His whole existence became pain. He spasmed on the forest floor, eyes clamped shut, moaning like a babe as something roiled and melted his chest. His head throbbed like someone had taken a war hammer to it, and he couldn’t breathe right. Wet earth had gotten into his mouth, thick on his tongue. A jutting root dug on his neck. He tried, but he couldn’t move. The muscles all along his body were clenched until they locked.
He heard the monsters approaching through the thrumming of his blood, felt the thumping of their footsteps, the ground vibrating through his whole body. It hurt. One of them spoke something, lower this time, a grating rumble. Rough hands grabbed him by the arms and the back of his shirt, heaved him up easily as if he was a child.
He forced his eyes to unclench, hoping to at least see his last moments of life, but the golden light from before had drowned his vision.

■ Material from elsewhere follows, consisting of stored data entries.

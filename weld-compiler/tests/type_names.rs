use proptest::prelude::*;
use weld_compiler::{
    ClassDescriptor, ClassKind, ClassNode, FqName, ModuleContext, ModuleOptions, PropertyDescriptor,
    PropertyNode, ResolvedType, SourceId, SymbolTable, SyntaxFile, TypeRefNode,
};

/// A type written once and rendered for both front-ends.
#[derive(Debug, Clone)]
enum Shape {
    Named(&'static str),
    List(Box<Shape>),
    Map(Box<Shape>, Box<Shape>),
    Lambda(Vec<Shape>, Box<Shape>),
    Nullable(Box<Shape>),
    Variable,
}

fn syntax(shape: &Shape) -> TypeRefNode {
    match shape {
        Shape::Named(name) => TypeRefNode::simple(*name),
        Shape::List(element) => TypeRefNode::generic("List", vec![syntax(element)]),
        Shape::Map(key, value) => TypeRefNode::generic("Map", vec![syntax(key), syntax(value)]),
        Shape::Lambda(parameters, result) => {
            TypeRefNode::lambda(parameters.iter().map(syntax).collect(), syntax(result))
        }
        Shape::Nullable(inner) => syntax(inner).nullable(),
        Shape::Variable => TypeRefNode::simple("T"),
    }
}

fn symbol(shape: &Shape) -> ResolvedType {
    match shape {
        Shape::Named(name) => ResolvedType::class(format!("kotlin.{name}")),
        Shape::List(element) => ResolvedType::generic("kotlin.collections.List", vec![symbol(element)]),
        Shape::Map(key, value) => {
            ResolvedType::generic("kotlin.collections.Map", vec![symbol(key), symbol(value)])
        }
        Shape::Lambda(parameters, result) => {
            ResolvedType::function(parameters.iter().map(symbol).collect(), symbol(result))
        }
        Shape::Nullable(inner) => symbol(inner).nullable(),
        Shape::Variable => ResolvedType::type_parameter("T"),
    }
}

fn shapes() -> impl Strategy<Value = Shape> {
    let leaf = prop_oneof![
        Just(Shape::Named("String")),
        Just(Shape::Named("Int")),
        Just(Shape::Named("Unit")),
        Just(Shape::Variable),
    ];
    leaf.prop_recursive(4, 24, 3, |inner| {
        prop_oneof![
            inner.clone().prop_map(|element| Shape::List(Box::new(element))),
            (inner.clone(), inner.clone())
                .prop_map(|(key, value)| Shape::Map(Box::new(key), Box::new(value))),
            (proptest::collection::vec(inner.clone(), 0..3), inner.clone())
                .prop_map(|(parameters, result)| Shape::Lambda(parameters, Box::new(result))),
            inner.prop_map(|inner| Shape::Nullable(Box::new(inner))),
        ]
    })
}

fn module_for(shape: &Shape) -> ModuleContext {
    let mut holder = ClassNode::new("Holder", ClassKind::Class);
    holder.type_parameters = vec!["T".to_string()];
    holder
        .properties
        .push(PropertyNode::new("value", syntax(shape)));
    let mut file = SyntaxFile::new(SourceId(0), "src/main/kotlin/app/Holder.kt", "app");
    file.classes.push(holder);

    let mut symbols = SymbolTable::with_builtins();
    let mut descriptor = ClassDescriptor::new("lib", "Holder", ClassKind::Class);
    descriptor.type_parameters = vec!["T".to_string()];
    descriptor
        .properties
        .push(PropertyDescriptor::new("value", symbol(shape)));
    symbols.insert(descriptor);

    ModuleContext::new(ModuleOptions::default(), vec![file], symbols)
}

proptest! {
    /// A type spelled in source and the same type reported by the symbol front-end normalize to
    /// the same canonical name.
    #[test]
    fn both_front_ends_produce_the_same_type_name(shape in shapes()) {
        let module = module_for(&shape);
        let from_syntax = module
            .class_reference(&FqName::new("app.Holder"))
            .expect("syntax holder")
            .properties()[0]
            .declared_type_name_or_null();
        let from_symbol = module
            .class_reference(&FqName::new("lib.Holder"))
            .expect("symbol holder")
            .properties()[0]
            .declared_type_name_or_null();

        prop_assert!(from_syntax.is_some(), "syntax type should resolve for {:?}", shape);
        prop_assert_eq!(from_syntax, from_symbol);
    }
}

Bright. Too bright, and he had to close them again. It wasn’t an issue. Death would be a welcomed comfort, and he didn’t have to see it to make it real.
Surprisingly, after some more growls and fumbling, the monsters started walking away, taking him along. His useless legs, still twitching, made trenches on the muck as he was dragged.
No. NO! The man wanted to scream. To shout at the monsters to kill him then and there. To end his suffering once and for all. Even though every part of his body felt like it was under boiling acid, the man wanted to summon that power again, wanted to use it to destroy the monsters and himself with them.
But how could he? He couldn’t even control his own bowels. Warm piss ran down his legs, and he’d fouled his trousers—he could smell it. Instead of a scream, only a droning whine escaped his mouth. He could hardly breathe through the pained rictus of his teeth.
The powerful feeling he felt not a minute ago became as distant as the memories he’d lost. He sagged in the hands of his captors. His fate was theirs now, as was his death.
And so, through the pain and the humiliation, the man without a name fell back to the two pieces of memory that were still his, of that radiant, golden shard that had unwoven his mind, and of the promise to a friend, to come on the day of the festival.